▶ Work instruction: When a line of the entries contains the word "async", report that line.

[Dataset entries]
..........
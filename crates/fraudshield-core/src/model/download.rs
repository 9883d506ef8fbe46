//! Cache-aware, cancellable model asset acquisition

use futures_util::StreamExt;
use std::fs::{self, File};
use std::io::Write;
use std::path::{Path, PathBuf};
use std::sync::atomic::{AtomicUsize, Ordering};
use std::sync::Arc;
use tokio::sync::mpsc;
use tracing::{debug, info, warn};

use crate::error::{Error, Result};
use crate::inference::AssetSource;
use crate::model::session::{ActiveTransfer, DownloadSession};

/// Channel the acquisition narrative is published on.
pub type EventSender = mpsc::UnboundedSender<DownloadEvent>;

/// Typed acquisition events, in emission order. The UI derives its progress
/// bar from `Progress` and its status line from `status_text`.
#[derive(Debug, Clone, PartialEq)]
pub enum DownloadEvent {
    SessionStarted,
    ResolvingManifest,
    /// The manifest resolved to nothing; benign end of the session.
    ManifestEmpty,
    DownloadStarted {
        total: usize,
    },
    FileStarted {
        index: usize,
        total: usize,
        file: String,
    },
    /// Byte-level completion of the current file only; resets to 0 between
    /// files rather than blending across the session.
    Progress {
        fraction: f32,
    },
    FileCompleted {
        index: usize,
        total: usize,
        file: String,
        /// Satisfied from the local cache without a network transfer.
        cached: bool,
    },
    EngineLoading,
    SessionCompleted,
    SessionCancelled,
    SessionFailed {
        message: String,
    },
}

impl DownloadEvent {
    /// Status line shown to the user, if this event carries one.
    pub fn status_text(&self) -> Option<String> {
        match self {
            Self::SessionStarted => Some("Initializing...".into()),
            Self::ResolvingManifest => Some("Checking model files...".into()),
            Self::ManifestEmpty => Some("Required files not found".into()),
            Self::DownloadStarted { .. } => Some("Downloading model files...".into()),
            Self::FileStarted { index, total, .. } => {
                Some(format!("Downloading file {index}/{total}..."))
            }
            Self::Progress { .. } => None,
            Self::FileCompleted {
                index,
                total,
                cached: true,
                ..
            } => Some(format!("File {index}/{total} already downloaded")),
            Self::FileCompleted { index, total, .. } => {
                Some(format!("File {index}/{total} downloaded successfully"))
            }
            Self::EngineLoading => Some("Loading model...".into()),
            Self::SessionCompleted => Some("Model loaded successfully".into()),
            Self::SessionCancelled => Some("Download cancelled".into()),
            Self::SessionFailed { message } => Some(format!("Error: {message}")),
        }
    }
}

/// Per-acquisition fetcher: downloads each required file into the preset's
/// cache directory, skipping files that are already present and valid.
///
/// The same value doubles as the inference engine's file-retrieval strategy,
/// so any extra file the engine requests during initialization flows through
/// the identical skip/validate/cancel path.
pub struct AssetFetcher {
    http: reqwest::Client,
    cache_root: PathBuf,
    preset_name: String,
    session: Arc<DownloadSession>,
    events: EventSender,
    completed: AtomicUsize,
    total: AtomicUsize,
}

impl AssetFetcher {
    pub fn new(
        http: reqwest::Client,
        cache_root: PathBuf,
        preset_name: impl Into<String>,
        session: Arc<DownloadSession>,
        events: EventSender,
    ) -> Self {
        Self {
            http,
            cache_root,
            preset_name: preset_name.into(),
            session,
            events,
            completed: AtomicUsize::new(0),
            total: AtomicUsize::new(0),
        }
    }

    /// Number of files the session expects; the denominator of the
    /// "File k/N" narrative. Engine-requested extras can exceed it, in which
    /// case the denominator stretches.
    pub fn set_expected_total(&self, total: usize) {
        self.total.store(total, Ordering::SeqCst);
    }

    pub fn completed_files(&self) -> usize {
        self.completed.load(Ordering::SeqCst)
    }

    /// The preset's local cache directory.
    pub fn local_dir(&self) -> PathBuf {
        self.cache_root.join(&self.preset_name)
    }

    fn emit(&self, event: DownloadEvent) {
        let _ = self.events.send(event);
    }

    /// Fetch every file in `files`, in order, from the hub's resolve
    /// endpoint. Stops at the first failure or cancellation.
    pub async fn fetch_all(
        &self,
        hub_base_url: &str,
        model_id: &str,
        files: &[String],
    ) -> Result<()> {
        for file in files {
            self.session.check()?;
            let url = format!("{hub_base_url}/{model_id}/resolve/main/{file}");
            self.fetch_with_cache(&url).await?;
        }
        Ok(())
    }

    /// Fetch one file unless a valid copy already exists locally.
    ///
    /// A present JSON file is parse-validated first; a corrupt copy is
    /// deleted and re-fetched (silent self-heal). A valid local copy is
    /// counted as satisfied without any network transfer — a previously
    /// completed file is never re-fetched.
    pub async fn fetch_with_cache(&self, url: &str) -> Result<PathBuf> {
        let local_dir = self.local_dir();
        if !local_dir.exists() {
            fs::create_dir_all(&local_dir)?;
        }

        let file_name = url.rsplit('/').next().unwrap_or(url).to_string();
        let local_path = local_dir.join(&file_name);

        if self.validated_local_copy(&local_path, &file_name)? {
            info!("File exists locally: {:?}", local_path);
            let index = self.completed.fetch_add(1, Ordering::SeqCst) + 1;
            let total = self.total.load(Ordering::SeqCst).max(index);
            self.emit(DownloadEvent::FileCompleted {
                index,
                total,
                file: file_name,
                cached: true,
            });
            return Ok(local_path);
        }

        // Cancellation must take effect before any new transfer begins.
        self.session.check()?;

        let index = self.completed.load(Ordering::SeqCst) + 1;
        let total = self.total.load(Ordering::SeqCst).max(index);
        self.emit(DownloadEvent::FileStarted {
            index,
            total,
            file: file_name.clone(),
        });
        debug!("Downloading {}", url);

        self.session.set_active(ActiveTransfer {
            url: url.to_string(),
            local_path: local_path.clone(),
        });
        let transferred = self.transfer(url, &local_path).await;
        self.session.clear_active();

        match transferred {
            Ok(()) => {
                if self.session.is_cancelled() {
                    // Bytes landed, but the session was cancelled mid-flight:
                    // discard the success. The file stays for a later resume.
                    debug!("Download cancelled after file completed: {}", url);
                    return Err(Error::Cancelled);
                }
                let index = self.completed.fetch_add(1, Ordering::SeqCst) + 1;
                let total = self.total.load(Ordering::SeqCst).max(index);
                self.emit(DownloadEvent::Progress { fraction: 0.0 });
                self.emit(DownloadEvent::FileCompleted {
                    index,
                    total,
                    file: file_name,
                    cached: false,
                });
                Ok(local_path)
            }
            // Pause, not destroy: a cancelled transfer keeps its partial
            // file so a later session can pick the path back up.
            Err(Error::Cancelled) => Err(Error::Cancelled),
            Err(e) => {
                let _ = fs::remove_file(&local_path);
                Err(e)
            }
        }
    }

    /// Whether a usable local copy exists, deleting corrupt JSON on the way.
    fn validated_local_copy(&self, local_path: &Path, file_name: &str) -> Result<bool> {
        if !local_path.exists() {
            return Ok(false);
        }
        if file_name.ends_with(".json") {
            let parsed = fs::read_to_string(local_path)
                .map_err(Error::from)
                .and_then(|content| {
                    serde_json::from_str::<serde_json::Value>(&content).map_err(Error::from)
                });
            if let Err(e) = parsed {
                warn!("Invalid JSON in {:?}, deleting: {}", local_path, e);
                fs::remove_file(local_path)?;
                return Ok(false);
            }
        }
        Ok(true)
    }

    /// Stream one file to disk, publishing per-chunk progress and racing the
    /// session's abort signal at every read.
    async fn transfer(&self, url: &str, local_path: &Path) -> Result<()> {
        let response = tokio::select! {
            response = self.http.get(url).send() => response?,
            _ = self.session.aborted() => return Err(Error::Cancelled),
        };

        if !response.status().is_success() {
            return Err(Error::Transfer(format!(
                "HTTP {} for {}",
                response.status(),
                url
            )));
        }

        let expected = response.content_length();
        let mut stream = response.bytes_stream();
        let mut file = File::create(local_path)?;
        let mut written: u64 = 0;

        loop {
            let chunk = tokio::select! {
                chunk = stream.next() => chunk,
                _ = self.session.aborted() => return Err(Error::Cancelled),
            };
            let Some(chunk) = chunk else { break };
            let chunk =
                chunk.map_err(|e| Error::Transfer(format!("Error downloading {url}: {e}")))?;
            file.write_all(&chunk)?;
            written += chunk.len() as u64;

            let fraction = match expected {
                Some(total) if total > 0 => written as f32 / total as f32,
                _ => 0.0,
            };
            self.emit(DownloadEvent::Progress { fraction });
        }

        file.sync_all()?;
        debug!("Downloaded {} bytes to {:?}", written, local_path);
        Ok(())
    }
}

impl AssetSource for AssetFetcher {
    async fn fetch(&self, url: &str) -> Result<PathBuf> {
        self.fetch_with_cache(url).await
    }
}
..........
▶ Result for this task:
    pub async fn fetch_all(
    pub async fn fetch_with_cache(&self, url: &str) -> Result<PathBuf> {
    async fn transfer(&self, url: &str, local_path: &Path) -> Result<()> {
    async fn fetch(&self, url: &str) -> Result<PathBuf> {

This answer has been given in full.